A Country Wedding in 1846
One November afternoon, Eliza Moore Chinn McHatten Ripley and her brother Dick set off for a farm not too far outside of their home in New Orleans. This short journey became a longer one as transportation troubles and creek flooding slowed them down. Eventually, Eliza and Dick found a place to stay over for a night before continuing on their way the following morning.
They finally reached the farm to find the place in a state of chaos. Their reason for visiting was to attend a wedding, but theirs was not the only late arrival. People were having difficulty bypassing the flooded creek that gave Eliza and Dick so much trouble just a day earlier, and even the preacher from New Orleans had missed the train The family continued to set the table with a plethora of homemade treats, including ice cream that was seasoned by boiling a whole vanilla bean in the milk; it was frozen in a huge cylinder without any inside fixtures to stir the mixture; it was whirled in the ice tub by hand-and a stout one at that-and required at least one hour, constant labor, to freeze the cream - while the bride fretted and wrung her hands in an upstairs room.

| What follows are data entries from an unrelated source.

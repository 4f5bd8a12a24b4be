//! Read-only property and developer lookups.
//!
//! Listings are owned by the property CRUD side of the platform. Contracts
//! copy what they need into a [`PropertySnapshot`] at creation and never
//! read the catalog again.

use chrono::{DateTime, Utc};
use dashmap::DashMap;
use rust_decimal::Decimal;
use serde::{Deserialize, Serialize};

use crate::decimal::{Money, Rate};
use crate::errors::{PresaleError, Result};
use crate::types::{DeveloperId, PropertyId};

/// a property unit offered for presale
#[derive(Debug, Clone, PartialEq, Serialize, Deserialize)]
pub struct PropertyListing {
    pub id: PropertyId,
    pub title: String,
    pub location: String,
    pub area_sqm: Decimal,
    pub price: Money,
    /// lowest down payment percent the developer accepts
    pub min_down_payment_percent: u8,
    pub installment_interest_rate: Rate,
    pub developer_id: Option<DeveloperId>,
}

#[derive(Debug, Clone, PartialEq, Eq, Serialize, Deserialize)]
pub struct Developer {
    pub id: DeveloperId,
    pub name: String,
}

/// frozen copy of a listing taken when a contract is created
#[derive(Debug, Clone, PartialEq, Serialize, Deserialize)]
pub struct PropertySnapshot {
    pub property_id: PropertyId,
    pub title: String,
    pub location: String,
    pub area_sqm: Decimal,
    pub price: Money,
    pub min_down_payment_percent: u8,
    pub installment_interest_rate: Rate,
    pub captured_at: DateTime<Utc>,
}

impl PropertySnapshot {
    pub fn capture(listing: &PropertyListing, now: DateTime<Utc>) -> Self {
        Self {
            property_id: listing.id,
            title: listing.title.clone(),
            location: listing.location.clone(),
            area_sqm: listing.area_sqm,
            price: listing.price,
            min_down_payment_percent: listing.min_down_payment_percent,
            installment_interest_rate: listing.installment_interest_rate,
            captured_at: now,
        }
    }

    /// price per square metre, for display
    pub fn price_per_sqm(&self) -> Option<Money> {
        if self.area_sqm > Decimal::ZERO {
            Some(self.price / self.area_sqm)
        } else {
            None
        }
    }
}

/// lookup interface over the property side of the platform
pub trait PropertyCatalog: Send + Sync {
    fn property(&self, id: PropertyId) -> Result<PropertyListing>;

    fn developer(&self, id: DeveloperId) -> Result<Developer>;
}

/// catalog backed by in-process maps
#[derive(Debug, Default)]
pub struct InMemoryCatalog {
    properties: DashMap<PropertyId, PropertyListing>,
    developers: DashMap<DeveloperId, Developer>,
}

impl InMemoryCatalog {
    pub fn new() -> Self {
        Self::default()
    }

    pub fn with_property(self, listing: PropertyListing) -> Self {
        self.upsert_property(listing);
        self
    }

    pub fn with_developer(self, developer: Developer) -> Self {
        self.developers.insert(developer.id, developer);
        self
    }

    /// replace a listing; existing contract snapshots are unaffected
    pub fn upsert_property(&self, listing: PropertyListing) {
        self.properties.insert(listing.id, listing);
    }
}

impl PropertyCatalog for InMemoryCatalog {
    fn property(&self, id: PropertyId) -> Result<PropertyListing> {
        self.properties
            .get(&id)
            .map(|entry| entry.value().clone())
            .ok_or(PresaleError::PropertyNotFound { id })
    }

    fn developer(&self, id: DeveloperId) -> Result<Developer> {
        self.developers
            .get(&id)
            .map(|entry| entry.value().clone())
            .ok_or_else(|| PresaleError::validation(format!("unknown developer {}", id)))
    }
}
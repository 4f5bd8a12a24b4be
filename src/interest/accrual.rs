use chrono::{DateTime, Datelike, Utc};

use crate::decimal::{Money, Rate};

/// day count convention for interest calculations
#[derive(Debug, Clone, Copy, PartialEq, Eq, serde::Serialize, serde::Deserialize)]
pub enum DayCountConvention {
    /// actual days / 365
    Actual365,
    /// actual days / 360
    Actual360,
    /// actual days / actual days in year (handles leap years)
    ActualActual,
}

/// day counting and simple interest for a convention
#[derive(Debug, Clone, Copy)]
pub struct AccrualCalculator {
    pub convention: DayCountConvention,
}

impl AccrualCalculator {
    pub fn new(convention: DayCountConvention) -> Self {
        Self { convention }
    }

    /// whole days elapsed between two instants, never negative
    pub fn calculate_days(&self, start: DateTime<Utc>, end: DateTime<Utc>) -> u32 {
        let days = (end - start).num_days();
        if days <= 0 {
            0
        } else {
            days as u32
        }
    }

    /// get year basis for the convention
    pub fn year_basis(&self, year: i32) -> u32 {
        match self.convention {
            DayCountConvention::Actual365 => 365,
            DayCountConvention::Actual360 => 360,
            DayCountConvention::ActualActual => {
                if is_leap_year(year) {
                    366
                } else {
                    365
                }
            }
        }
    }

    /// interest = round2(principal × rate × days / basis)
    pub fn simple_interest(
        &self,
        principal: Money,
        annual_rate: Rate,
        days: u32,
        period_end: DateTime<Utc>,
    ) -> Money {
        principal.simple_interest(annual_rate, days, self.year_basis(period_end.year()))
    }
}

fn is_leap_year(year: i32) -> bool {
    (year % 4 == 0 && year % 100 != 0) || (year % 400 == 0)
}

#[cfg(test)]
mod tests {
    use super::*;
    use chrono::{Duration, TimeZone};

    #[test]
    fn test_day_counting() {
        let calc = AccrualCalculator::new(DayCountConvention::Actual365);
        let start = Utc.with_ymd_and_hms(2024, 1, 1, 0, 0, 0).unwrap();

        assert_eq!(calc.calculate_days(start, start + Duration::days(31)), 31);
        // partial days are not counted
        assert_eq!(calc.calculate_days(start, start + Duration::hours(47)), 1);
        assert_eq!(calc.calculate_days(start + Duration::days(2), start), 0);
    }

    #[test]
    fn test_year_basis() {
        assert_eq!(AccrualCalculator::new(DayCountConvention::Actual360).year_basis(2023), 360);
        let actual = AccrualCalculator::new(DayCountConvention::ActualActual);
        assert_eq!(actual.year_basis(2024), 366);
        assert_eq!(actual.year_basis(2023), 365);
        assert_eq!(actual.year_basis(1900), 365);
        assert_eq!(actual.year_basis(2000), 366);
    }

    #[test]
    fn test_thirty_day_interest_on_ten_thousand() {
        let calc = AccrualCalculator::new(DayCountConvention::Actual365);
        let end = Utc.with_ymd_and_hms(2024, 1, 31, 0, 0, 0).unwrap();
        let interest = calc.simple_interest(
            Money::from_major(10_000),
            Rate::from_percentage(7),
            30,
            end,
        );
        assert_eq!(interest, Money::from_str_exact("57.53").unwrap());
    }
}
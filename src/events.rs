use chrono::{DateTime, Utc};
use parking_lot::Mutex;
use serde::{Deserialize, Serialize};

use crate::decimal::Money;
use crate::types::{
    ContractId, ContractStatus, DepositMethod, DepositRequestId, DepositStatus, TransactionId,
    WalletId, WalletStatus,
};

/// audit events emitted by the contract book, ledger and coordinator
#[derive(Debug, Clone, PartialEq, Serialize, Deserialize)]
pub enum Event {
    // contract events
    ContractCreated {
        contract_id: ContractId,
        contract_number: String,
        purchase_price: Money,
        down_payment_amount: Money,
        timestamp: DateTime<Utc>,
    },
    ContractTermsUpdated {
        contract_id: ContractId,
        down_payment_amount: Money,
        remaining_amount: Money,
        timestamp: DateTime<Utc>,
    },
    ContractSigned {
        contract_id: ContractId,
        withdrawal_deadline: DateTime<Utc>,
        timestamp: DateTime<Utc>,
    },
    ContractStatusChanged {
        contract_id: ContractId,
        old_status: ContractStatus,
        new_status: ContractStatus,
        reason: Option<String>,
        reviewed_by: Option<String>,
        timestamp: DateTime<Utc>,
    },
    DownPaymentSettled {
        contract_id: ContractId,
        wallet_id: WalletId,
        amount: Money,
        bonus_used: Money,
        cash_used: Money,
        timestamp: DateTime<Utc>,
    },
    SettlementCompensated {
        contract_id: ContractId,
        wallet_id: WalletId,
        amount: Money,
        reason: String,
        timestamp: DateTime<Utc>,
    },
    ContractWithdrawn {
        contract_id: ContractId,
        refund_amount: Money,
        reason: String,
        timestamp: DateTime<Utc>,
    },
    CancelledContractRefunded {
        contract_id: ContractId,
        refund_amount: Money,
        reviewed_by: String,
        timestamp: DateTime<Utc>,
    },
    ContractDocumentGenerated {
        contract_id: ContractId,
        url: String,
        attempts: u32,
        timestamp: DateTime<Utc>,
    },
    ContractDocumentFailed {
        contract_id: ContractId,
        attempts: u32,
        error: String,
        will_retry: bool,
        timestamp: DateTime<Utc>,
    },

    // wallet events
    DepositRequested {
        request_id: DepositRequestId,
        wallet_id: WalletId,
        amount: Money,
        method: DepositMethod,
        timestamp: DateTime<Utc>,
    },
    DepositStatusChanged {
        request_id: DepositRequestId,
        old_status: DepositStatus,
        new_status: DepositStatus,
        timestamp: DateTime<Utc>,
    },
    DepositApproved {
        request_id: DepositRequestId,
        wallet_id: WalletId,
        transaction_id: TransactionId,
        amount: Money,
        reviewed_by: String,
        timestamp: DateTime<Utc>,
    },
    DepositRejected {
        request_id: DepositRequestId,
        wallet_id: WalletId,
        reason: String,
        reviewed_by: String,
        timestamp: DateTime<Utc>,
    },
    WalletQualified {
        wallet_id: WalletId,
        timestamp: DateTime<Utc>,
    },
    WalletStatusChanged {
        wallet_id: WalletId,
        old_status: WalletStatus,
        new_status: WalletStatus,
        reviewed_by: String,
        timestamp: DateTime<Utc>,
    },
    CashWithdrawn {
        wallet_id: WalletId,
        transaction_id: TransactionId,
        amount: Money,
        reviewed_by: String,
        timestamp: DateTime<Utc>,
    },
    RefundIssued {
        wallet_id: WalletId,
        transaction_id: TransactionId,
        amount: Money,
        original_transaction: Option<TransactionId>,
        timestamp: DateTime<Utc>,
    },
    InterestCredited {
        wallet_id: WalletId,
        amount: Money,
        days: u32,
        period_end: DateTime<Utc>,
    },
}

/// event store for collecting events during a single operation
#[derive(Debug, Default)]
pub struct EventStore {
    events: Vec<Event>,
}

impl EventStore {
    pub fn new() -> Self {
        Self { events: Vec::new() }
    }

    pub fn emit(&mut self, event: Event) {
        self.events.push(event);
    }

    pub fn take_events(&mut self) -> Vec<Event> {
        std::mem::take(&mut self.events)
    }

    pub fn events(&self) -> &[Event] {
        &self.events
    }

    pub fn clear(&mut self) {
        self.events.clear();
    }
}

/// shared audit log, safe to append from concurrent handlers
#[derive(Debug, Default)]
pub struct EventLog {
    inner: Mutex<EventStore>,
}

impl EventLog {
    pub fn new() -> Self {
        Self::default()
    }

    pub fn emit(&self, event: Event) {
        self.inner.lock().emit(event);
    }

    /// append everything collected by an operation-local store
    pub fn extend(&self, store: &mut EventStore) {
        let events = store.take_events();
        if events.is_empty() {
            return;
        }
        let mut inner = self.inner.lock();
        for event in events {
            inner.emit(event);
        }
    }

    pub fn snapshot(&self) -> Vec<Event> {
        self.inner.lock().events().to_vec()
    }

    pub fn take_events(&self) -> Vec<Event> {
        self.inner.lock().take_events()
    }

    pub fn len(&self) -> usize {
        self.inner.lock().events().len()
    }

    pub fn is_empty(&self) -> bool {
        self.len() == 0
    }
}

#[cfg(test)]
mod tests {
    use super::*;
    use uuid::Uuid;

    #[test]
    fn test_log_collects_operation_events() {
        let log = EventLog::new();
        let mut store = EventStore::new();
        let wallet_id = Uuid::new_v4();

        store.emit(Event::WalletQualified {
            wallet_id,
            timestamp: Utc::now(),
        });
        log.extend(&mut store);

        assert!(store.events().is_empty());
        assert_eq!(log.len(), 1);

        let taken = log.take_events();
        assert_eq!(taken.len(), 1);
        assert!(log.is_empty());
    }
}
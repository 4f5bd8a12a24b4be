//! Contract lifecycle transitions.
//!
//! Each method validates against the current status before touching the
//! contract, re-verifies the derived amounts, and records one
//! `ContractStatusChanged` event per status change. Callers run these on a
//! scratch copy and only commit it when the method returns `Ok`.

use chrono::{DateTime, Duration, Utc};
use tracing::info;

use super::{
    BuyerDetails, Contract, ContractTerms, RefundRecord, SettlementRecord, Signature, StatusChange,
    TermsRequest,
};
use crate::config::ContractConfig;
use crate::errors::{PresaleError, Result};
use crate::events::{Event, EventStore};
use crate::types::ContractStatus;

impl Contract {
    fn ensure_status(&self, expected: &[ContractStatus], to: ContractStatus) -> Result<()> {
        if expected.contains(&self.status) {
            Ok(())
        } else {
            Err(self.invalid_transition(to))
        }
    }

    fn invalid_transition(&self, to: ContractStatus) -> PresaleError {
        PresaleError::InvalidTransition {
            contract_id: self.id,
            from: self.status,
            to,
        }
    }

    fn transition(
        &mut self,
        to: ContractStatus,
        reason: Option<String>,
        reviewed_by: Option<String>,
        now: DateTime<Utc>,
        events: &mut EventStore,
    ) -> Result<()> {
        self.recompute_and_verify()?;

        let from = self.status;
        self.status = to;
        self.updated_at = now;
        self.status_history.push(StatusChange {
            from,
            to,
            reason: reason.clone(),
            reviewed_by: reviewed_by.clone(),
            at: now,
        });

        events.emit(Event::ContractStatusChanged {
            contract_id: self.id,
            old_status: from,
            new_status: to,
            reason,
            reviewed_by,
            timestamp: now,
        });
        info!(contract_id = self.id, %from, %to, "contract status changed");
        Ok(())
    }

    /// draft only; replaces the terms and recomputes every amount
    pub fn update_draft_terms(
        &mut self,
        request: &TermsRequest,
        config: &ContractConfig,
        now: DateTime<Utc>,
        events: &mut EventStore,
    ) -> Result<()> {
        if self.status != ContractStatus::Draft {
            return Err(PresaleError::validation(format!(
                "terms of contract {} are frozen once it leaves draft",
                self.id
            )));
        }
        let terms = ContractTerms::compute(&self.property, request, config)?;

        self.terms = terms;
        self.updated_at = now;
        events.emit(Event::ContractTermsUpdated {
            contract_id: self.id,
            down_payment_amount: self.terms.down_payment_amount,
            remaining_amount: self.terms.remaining_amount,
            timestamp: now,
        });
        Ok(())
    }

    /// draft only
    pub fn update_buyer_details(&mut self, buyer: BuyerDetails, now: DateTime<Utc>) -> Result<()> {
        if self.status != ContractStatus::Draft {
            return Err(PresaleError::validation(format!(
                "buyer details of contract {} are frozen once it leaves draft",
                self.id
            )));
        }
        buyer.validate()?;
        self.buyer = buyer;
        self.updated_at = now;
        Ok(())
    }

    /// draft -> pending_signature
    pub fn request_signature(&mut self, now: DateTime<Utc>, events: &mut EventStore) -> Result<()> {
        self.ensure_status(&[ContractStatus::Draft], ContractStatus::PendingSignature)?;
        self.buyer.validate_contact()?;
        self.transition(ContractStatus::PendingSignature, None, None, now, events)
    }

    /// attach the buyer's signature and open the cooling-off window;
    /// the status stays `pending_signature` until the down payment settles
    pub fn sign(
        &mut self,
        signature_image: &str,
        config: &ContractConfig,
        now: DateTime<Utc>,
        events: &mut EventStore,
    ) -> Result<()> {
        if self.status != ContractStatus::PendingSignature {
            return Err(PresaleError::validation(format!(
                "contract {} is {} and cannot be signed",
                self.id, self.status
            )));
        }
        if self.signature.is_some() {
            return Err(PresaleError::already_processed(format!(
                "contract {} is already signed",
                self.id
            )));
        }
        if signature_image.trim().is_empty() {
            return Err(PresaleError::validation("signature image is empty"));
        }
        self.recompute_and_verify()?;

        let deadline = Duration::try_days(config.withdrawal_window_days)
            .and_then(|window| now.checked_add_signed(window))
            .ok_or_else(|| PresaleError::InvalidConfiguration {
                message: format!(
                    "withdrawal window of {} days is out of range",
                    config.withdrawal_window_days
                ),
            })?;
        self.signature = Some(Signature {
            image: signature_image.to_string(),
            signed_at: now,
        });
        self.withdrawal_deadline = Some(deadline);
        self.updated_at = now;

        events.emit(Event::ContractSigned {
            contract_id: self.id,
            withdrawal_deadline: deadline,
            timestamp: now,
        });
        info!(contract_id = self.id, %deadline, "contract signed");
        Ok(())
    }

    fn ensure_signed(&self) -> Result<()> {
        if self.signature.is_some() {
            Ok(())
        } else {
            Err(PresaleError::NotReadyForPayment {
                contract_id: self.id,
                status: self.status,
                signed: false,
            })
        }
    }

    /// pending_signature -> active once the down payment has been taken
    pub fn activate(
        &mut self,
        settlement: SettlementRecord,
        now: DateTime<Utc>,
        events: &mut EventStore,
    ) -> Result<()> {
        self.ensure_status(&[ContractStatus::PendingSignature], ContractStatus::Active)?;
        self.ensure_signed()?;
        self.transition(ContractStatus::Active, None, None, now, events)?;
        self.settlement = Some(settlement);
        Ok(())
    }

    /// pending_signature -> pending_payment, down payment to arrive outside the wallet
    pub fn await_external_payment(
        &mut self,
        reviewed_by: &str,
        now: DateTime<Utc>,
        events: &mut EventStore,
    ) -> Result<()> {
        self.ensure_status(&[ContractStatus::PendingSignature], ContractStatus::PendingPayment)?;
        self.ensure_signed()?;
        self.transition(
            ContractStatus::PendingPayment,
            Some("down payment expected outside the wallet".to_string()),
            Some(reviewed_by.to_string()),
            now,
            events,
        )
    }

    /// pending_payment -> active on admin confirmation
    pub fn confirm_external_payment(
        &mut self,
        settlement: SettlementRecord,
        reviewed_by: &str,
        now: DateTime<Utc>,
        events: &mut EventStore,
    ) -> Result<()> {
        self.ensure_status(&[ContractStatus::PendingPayment], ContractStatus::Active)?;
        self.transition(
            ContractStatus::Active,
            Some("external down payment confirmed".to_string()),
            Some(reviewed_by.to_string()),
            now,
            events,
        )?;
        self.settlement = Some(settlement);
        Ok(())
    }

    /// active -> completed
    pub fn complete(
        &mut self,
        reviewed_by: &str,
        now: DateTime<Utc>,
        events: &mut EventStore,
    ) -> Result<()> {
        self.ensure_status(&[ContractStatus::Active], ContractStatus::Completed)?;
        self.transition(
            ContractStatus::Completed,
            None,
            Some(reviewed_by.to_string()),
            now,
            events,
        )
    }

    /// active -> converted (superseded by the notarial contract)
    pub fn convert(
        &mut self,
        reviewed_by: &str,
        now: DateTime<Utc>,
        events: &mut EventStore,
    ) -> Result<()> {
        self.ensure_status(&[ContractStatus::Active], ContractStatus::Converted)?;
        self.transition(
            ContractStatus::Converted,
            None,
            Some(reviewed_by.to_string()),
            now,
            events,
        )
    }

    /// active | pending_payment -> cancelled; refunds are a separate action
    pub fn cancel(
        &mut self,
        reason: &str,
        reviewed_by: &str,
        now: DateTime<Utc>,
        events: &mut EventStore,
    ) -> Result<()> {
        self.ensure_status(
            &[ContractStatus::Active, ContractStatus::PendingPayment],
            ContractStatus::Cancelled,
        )?;
        if reason.trim().is_empty() {
            return Err(PresaleError::validation("a cancellation reason is required"));
        }
        self.transition(
            ContractStatus::Cancelled,
            Some(reason.to_string()),
            Some(reviewed_by.to_string()),
            now,
            events,
        )
    }

    /// status and window checks for a cooling-off withdrawal
    pub fn check_withdrawal(&self, reason: &str, now: DateTime<Utc>) -> Result<()> {
        self.ensure_status(&[ContractStatus::Active], ContractStatus::Withdrawal)?;
        let deadline = self.withdrawal_deadline.ok_or_else(|| {
            PresaleError::validation(format!("contract {} has no withdrawal window", self.id))
        })?;
        if now > deadline {
            return Err(PresaleError::WithdrawalWindowClosed {
                deadline,
                current_time: now,
            });
        }
        if reason.trim().is_empty() {
            return Err(PresaleError::validation("a withdrawal reason is required"));
        }
        Ok(())
    }

    /// active -> withdrawal, recording the refund already credited
    pub fn withdraw(
        &mut self,
        reason: &str,
        refund: RefundRecord,
        now: DateTime<Utc>,
        events: &mut EventStore,
    ) -> Result<()> {
        self.check_withdrawal(reason, now)?;
        self.transition(
            ContractStatus::Withdrawal,
            Some(reason.to_string()),
            refund.reviewed_by.clone(),
            now,
            events,
        )?;

        events.emit(Event::ContractWithdrawn {
            contract_id: self.id,
            refund_amount: refund.amount,
            reason: reason.to_string(),
            timestamp: now,
        });
        self.withdrawal_reason = Some(reason.to_string());
        self.withdrawal_requested_at = Some(now);
        self.withdrawal_refund = Some(refund);
        Ok(())
    }

    /// attach the explicit refund of a cancelled contract
    pub fn record_cancellation_refund(
        &mut self,
        refund: RefundRecord,
        now: DateTime<Utc>,
        events: &mut EventStore,
    ) -> Result<()> {
        if self.status != ContractStatus::Cancelled {
            return Err(self.invalid_transition(ContractStatus::Cancelled));
        }
        if self.cancellation_refund.is_some() {
            return Err(PresaleError::already_processed(format!(
                "contract {} was already refunded",
                self.id
            )));
        }
        events.emit(Event::CancelledContractRefunded {
            contract_id: self.id,
            refund_amount: refund.amount,
            reviewed_by: refund.reviewed_by.clone().unwrap_or_default(),
            timestamp: now,
        });
        self.updated_at = now;
        self.cancellation_refund = Some(refund);
        Ok(())
    }

    /// manual move to any status outside the normal flow; never leaves a
    /// terminal status and has no financial side effects
    pub fn admin_override(
        &mut self,
        to: ContractStatus,
        reason: Option<String>,
        reviewed_by: &str,
        now: DateTime<Utc>,
        events: &mut EventStore,
    ) -> Result<()> {
        if self.status.is_terminal() || self.status == to {
            return Err(self.invalid_transition(to));
        }
        if reviewed_by.trim().is_empty() {
            return Err(PresaleError::validation("reviewed_by is required for admin actions"));
        }
        self.transition(to, reason, Some(reviewed_by.to_string()), now, events)
    }
}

After the carriage had waited and waited at the station for the preacher to arrive, something had to be done. Although Mr. Jahleel Woodbridge, the missing minister, was a dear family friend, guests were getting fidgety and the poor bride was beside herself. General McCausland, the father of the bride and master of the house, took matters into his house and sent someone to fetch a neighboring Methodist preacher. This replacement wasted no time; he came straight from plowing his fields and presided over the ceremonies in his farm clothes. After the successful completion of the wedding rites, he congratulated her on her 'escape from the quicksands and shoals of celibacy' and headed back to his crops. Only moments after the hero of the day had taken his leave, Mr. Woodbridge came riding up to the house.
In the countryside right outside a bustling New Orleans, weddings were the large social affairs of the year. As indicated by Eliza and Dick's trials along their way to the ceremony, southerners were willing to go to great lengths to see their neighbors, friends and family members married. These same people also came, sometimes from great distances, to assist with the necessary wedding preparations.
Weddings were an expected rite of passage for young southern men and women. Girls were considered to be of marrying age once they were approximately 16 or 17 and had learned the necessary domestic skills it took to run an entire household. No wonder the bride that got married that particular day in November of 1846 was a nervous wreck: she had quite a daunting task ahead of her.
- Eliza Ripley, Social Life in Old New Orleans: Being Recollections of My Childhood (New York: D. Appleton and Company, 1912), 42-100.
- Joan E. Cashin, "The Structure of Antebellum Planter Families: 'The Ties that Bound us was Strong," The Journal of Southern History Vol. 56, No. 1 (February 1990): 55-70.